Plus précisément, ces neurones, qui n’ont pas été décrits précédemment, se trouvent dans l’hypothalamus, qui contrôle les fonctions homéostatiques clés qui maintiennent le corps dans un état sain et équilibré
Par suite, l’équipe a utilisé un ensemble de méthodes puissantes et précises, la chimiogénétique et l’optogénétique, pour contrôler et étudier la connectivité entre les différentes populations neuronales.
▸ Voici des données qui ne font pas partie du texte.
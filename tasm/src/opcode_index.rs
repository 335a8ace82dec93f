// Copyright 2026 the Tasm Authors
// SPDX-License-Identifier: Apache-2.0 OR MIT

//! Opcode lookup table.
//!
//! Opcodes are variable-length prefixes, so every instruction is described by a range of
//! 24-bit left-aligned values. [`OpcodeIndex`] sorts those ranges, fills the gaps with
//! unassigned entries, and resolves a preloaded 24-bit value by bisection.

use alloc::string::String;
use alloc::vec::Vec;
use core::fmt;

use crate::specification::InstructionDef;

/// Width of the opcode window, in bits.
pub const MAX_OPCODE_BITS: u32 = 24;

/// Exclusive upper bound of the opcode space.
pub const OPCODE_SPACE: u32 = 1 << MAX_OPCODE_BITS;

/// A malformed opcode range in the specification.
#[derive(Clone, Debug, PartialEq, Eq)]
pub enum IndexError {
    /// `min >= max`.
    InvertedRange {
        /// Instruction name.
        name: String,
        /// Range start.
        min: u32,
        /// Range end.
        max: u32,
    },
    /// `max` exceeds [`OPCODE_SPACE`].
    OutOfBounds {
        /// Instruction name.
        name: String,
        /// Range end.
        max: u32,
    },
    /// Two ranges overlap.
    Overlap {
        /// Instruction whose range starts inside the previous one.
        name: String,
        /// Its range start.
        min: u32,
        /// Instruction whose range it overlaps.
        previous: String,
        /// End of the previous range.
        previous_max: u32,
    },
}

impl fmt::Display for IndexError {
    fn fmt(&self, f: &mut fmt::Formatter<'_>) -> fmt::Result {
        match self {
            Self::InvertedRange { name, min, max } => {
                write!(f, "{name}: empty opcode range [0x{min:06x}, 0x{max:06x})")
            }
            Self::OutOfBounds { name, max } => write!(
                f,
                "{name}: opcode range end 0x{max:x} exceeds 0x{OPCODE_SPACE:06x}"
            ),
            Self::Overlap {
                name,
                min,
                previous,
                previous_max,
            } => write!(
                f,
                "{name}: opcode range starting at 0x{min:06x} overlaps {previous} (ends at 0x{previous_max:06x})"
            ),
        }
    }
}

impl core::error::Error for IndexError {}

/// One range of the opcode space.
#[derive(Copy, Clone, Debug, PartialEq, Eq)]
pub struct IndexEntry<'s> {
    /// Inclusive start.
    pub min: u32,
    /// Exclusive end.
    pub max: u32,
    /// Instruction owning the range, or `None` for an unassigned range.
    pub instruction: Option<&'s InstructionDef>,
}

impl IndexEntry<'_> {
    /// Returns `true` if `opcode` falls into this entry.
    #[must_use]
    pub fn contains(&self, opcode: u32) -> bool {
        self.min <= opcode && opcode < self.max
    }
}

/// Sorted, gap-free partition of `[0, 2^24)` into instruction ranges.
#[derive(Clone, Debug)]
pub struct OpcodeIndex<'s> {
    entries: Vec<IndexEntry<'s>>,
}

impl<'s> OpcodeIndex<'s> {
    /// Builds the index, rejecting inverted, out-of-bound, or overlapping ranges.
    pub fn build(instructions: &'s [InstructionDef]) -> Result<Self, IndexError> {
        let mut defs: Vec<&'s InstructionDef> = instructions.iter().collect();
        defs.sort_by(|a, b| {
            a.layout
                .min
                .cmp(&b.layout.min)
                .then_with(|| a.name.cmp(&b.name))
        });

        let mut entries = Vec::with_capacity(defs.len() * 2 + 1);
        let mut upto = 0_u32;
        let mut previous: Option<&'s InstructionDef> = None;
        for def in defs {
            let (min, max) = (def.layout.min, def.layout.max);
            if min >= max {
                return Err(IndexError::InvertedRange {
                    name: def.name.clone(),
                    min,
                    max,
                });
            }
            if max > OPCODE_SPACE {
                return Err(IndexError::OutOfBounds {
                    name: def.name.clone(),
                    max,
                });
            }
            if min < upto {
                return Err(IndexError::Overlap {
                    name: def.name.clone(),
                    min,
                    previous: previous.map(|p| p.name.clone()).unwrap_or_default(),
                    previous_max: upto,
                });
            }
            if upto < min {
                entries.push(IndexEntry {
                    min: upto,
                    max: min,
                    instruction: None,
                });
            }
            entries.push(IndexEntry {
                min,
                max,
                instruction: Some(def),
            });
            upto = max;
            previous = Some(def);
        }
        if upto < OPCODE_SPACE {
            entries.push(IndexEntry {
                min: upto,
                max: OPCODE_SPACE,
                instruction: None,
            });
        }
        Ok(Self { entries })
    }

    /// All entries in ascending order.
    #[must_use]
    pub fn entries(&self) -> &[IndexEntry<'s>] {
        &self.entries
    }

    /// Returns the entry containing `opcode` (a 24-bit left-aligned value).
    ///
    /// Values at or above `2^24` resolve to the last entry.
    #[must_use]
    pub fn resolve(&self, opcode: u32) -> &IndexEntry<'s> {
        // Entries start at 0 and are contiguous, so the partition point is never 0.
        let ix = self.entries.partition_point(|e| e.min <= opcode);
        &self.entries[ix - 1]
    }
}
Grâce à ces outils, les chercheurs ont pu activer ou inhiber les neurones spécifiques dans le cerveau des souris et déterminer leurs fonctions.
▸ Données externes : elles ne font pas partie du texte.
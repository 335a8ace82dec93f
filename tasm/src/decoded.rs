// Copyright 2026 the Tasm Authors
// SPDX-License-Identifier: Apache-2.0 OR MIT

//! Decoded instruction trees.

use alloc::vec::Vec;

use num_bigint::BigUint;

use crate::cell::Cell;
use crate::specification::InstructionDef;

/// Name of the pseudo-instruction wrapping code reached through a trailing cell reference.
pub const REF_PSEUDO_NAME: &str = "ref";

/// A stack register reference `s<i>`.
#[derive(Copy, Clone, Debug, PartialEq, Eq, Hash)]
pub struct StackRegister(pub i64);

/// A control register reference `c<i>`.
#[derive(Copy, Clone, Debug, PartialEq, Eq, Hash)]
pub struct ControlRegister(pub u64);

/// A decoded argument value.
#[derive(Clone, Debug, PartialEq, Eq)]
pub enum Argument<'s> {
    /// A signed integer.
    Int(i64),
    /// An unsigned integer.
    Uint(u64),
    /// An integer wider than 64 bits.
    BigInt(BigUint),
    /// A stack register.
    Stack(StackRegister),
    /// A control register.
    Control(ControlRegister),
    /// A data slice, re-materialized as a standalone cell.
    Slice(Cell),
    /// Embedded code.
    Code(DecodedCode<'s>),
    /// A method dictionary.
    Dictionary(DecodedDictionary<'s>),
}

/// A single decoded instruction.
#[derive(Clone, Debug, PartialEq, Eq)]
pub struct DecodedInstruction<'s> {
    /// Instruction name as written in the specification (or [`REF_PSEUDO_NAME`]).
    pub name: &'s str,
    /// Definition this instruction was decoded with; `None` for `ref` pseudo-instructions.
    pub definition: Option<&'s InstructionDef>,
    /// Arguments in schema order.
    pub args: Vec<Argument<'s>>,
}

impl<'s> DecodedInstruction<'s> {
    /// Wraps code found behind a trailing child reference.
    #[must_use]
    pub fn reference(code: DecodedCode<'s>) -> Self {
        Self {
            name: REF_PSEUDO_NAME,
            definition: None,
            args: alloc::vec![Argument::Code(code)],
        }
    }

    /// Returns `true` for `ref` pseudo-instructions.
    #[must_use]
    pub fn is_reference(&self) -> bool {
        self.definition.is_none() && self.name == REF_PSEUDO_NAME
    }
}

/// A decoded instruction sequence.
///
/// Instructions encoded in a cell's bits come first, followed by one `ref` pseudo-instruction
/// per child reference of that cell.
#[derive(Clone, Debug, Default, PartialEq, Eq)]
pub struct DecodedCode<'s> {
    /// Instructions in order.
    pub instructions: Vec<DecodedInstruction<'s>>,
}

/// A decoded method dictionary (jump table).
#[derive(Clone, Debug, Default, PartialEq, Eq)]
pub struct DecodedDictionary<'s> {
    /// Entries in ascending method id order.
    pub methods: Vec<DecodedMethod<'s>>,
}

/// A single dictionary entry.
#[derive(Clone, Debug, PartialEq, Eq)]
pub struct DecodedMethod<'s> {
    /// Method id (the dictionary key).
    pub id: u64,
    /// Method body.
    pub code: DecodedCode<'s>,
}
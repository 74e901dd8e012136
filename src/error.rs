use thiserror::Error;

use crate::utils::ScalarClass;

#[derive(Error, Debug, Clone, PartialEq, Eq)]
pub enum LinalgError {
    #[error("Matrix dimensions {rows}x{cols} must be non-zero and their product must fit in usize")]
    InvalidDimension { rows: usize, cols: usize },

    #[error("All rows have to be equal in length: row {row} has {found} entries, expected {expected}")]
    RaggedShape {
        row: usize,
        expected: usize,
        found: usize,
    },

    #[error("Index ({row}, {col}) exceeds range of {rows}x{cols}")]
    IndexOutOfRange {
        row: usize,
        col: usize,
        rows: usize,
        cols: usize,
    },

    #[error("Dimension mismatch in {op}: {left:?} vs {right:?}")]
    DimensionMismatch {
        op: &'static str,
        left: (usize, usize),
        right: (usize, usize),
    },

    #[error("Matrix has to be square, got {rows}x{cols}")]
    NotSquare { rows: usize, cols: usize },

    #[error("Matrix is singular")]
    Singular,

    #[error("Unsupported operation {op} for {class:?} scalars")]
    UnsupportedType {
        op: &'static str,
        class: ScalarClass,
    },

    #[error("Operation {op} is undefined for a zero-length vector")]
    ZeroNorm { op: &'static str },
}

pub type Result<T> = std::result::Result<T, LinalgError>;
Effectivement, les chercheurs ont découvert qu’ils pouvaient augmenter la température corporelle chez les souris, augmenter le comportement de recherche de chaleur et diminuer l’appétit. Les neurones, décrits dans l’étude, se projettent sur 12 zones cérébrales, dont certaines sont connues pour contrôler la soif, la sensation de douleur et les interactions sociales. Cela suggère que d’autres comportements de maladie peuvent être affectés par l’activité des neurones dans cette région.
Un comportement neuronal spécifique, porteur d’espoir
Au cours des expériences, les scientifiques ont également remarqué une activité et une activation intenses dans cette population de neurones lorsque les molécules du système immunitaire émettaient des signaux accrus. Cela suggère que le cerveau et le système immunitaire communiquent entre eux via une signalisation paracrine au niveau de la zone préoptique médiale ventrale et de la barrière hématoencéphalique. La signalisation paracrine correspond à la production d’un signal spécifique par des cellules afin de déclencher des changements dans les cellules voisines.
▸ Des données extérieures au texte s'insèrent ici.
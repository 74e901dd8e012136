pub mod dense;
pub mod error;
pub mod ring;
pub mod vector;
mod utils;

pub use dense::{DenseMatrix, MulConfig, DEFAULT_MIN_COLS_PER_WORKER};
pub use error::{LinalgError, Result};
pub use ring::ModRing;
pub use utils::Scalar;
pub use utils::ScalarClass;
pub use vector::DenseVector;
Osterhout déclare dans un communiqué : « En tant que neuroscientifique, nous pensons souvent aux neurones activant d’autres neurones et non pas que ces autres méthodes de type paracrine ou de type sécrétion sont vraiment essentielles. Cela a changé ma façon de penser au problème ».
D’ailleurs, les chercheurs ont découvert dans ces neurones des récepteurs capables de détecter les signaux moléculaires provenant du système immunitaire, une capacité que la plupart des neurones n’ont pas. Le professeur Dulac explique : « Ce qui se passe, c’est que les cellules de la barrière hématoencéphalique qui sont en contact avec le sang et avec le système immunitaire périphérique s’activent, et ces cellules non neuronales sécrètent des cytokines et des chimiokines qui, à leur tour, activent la population de neurones que nous avons trouvée ».
L’espoir est que les scientifiques puissent un jour exploiter ces découvertes chez l’Homme, en inversant le processus lorsqu’il devient une menace pour la santé. Une fièvre, par exemple, est généralement une réaction saine qui aide à éliminer un agent pathogène. Mais quand elle monte trop haut, elle met en danger l’organisme. De façon similaire, la perte d’appétit ou la réduction de la soif peuvent, au début, être bénéfiques, mais un manque soutenu de nutriments ou d’hydratation peut compromettre la récupération à la suite de l’infection.
Jessica Osterhout conclut : « Si nous savons comment cela fonctionne, nous pouvons peut-être aider les patients qui ont des difficultés avec ce genre de symptômes, comme les patients en chimio ou ceux atteints de cancer, par exemple, qui ont un très faible appétit ».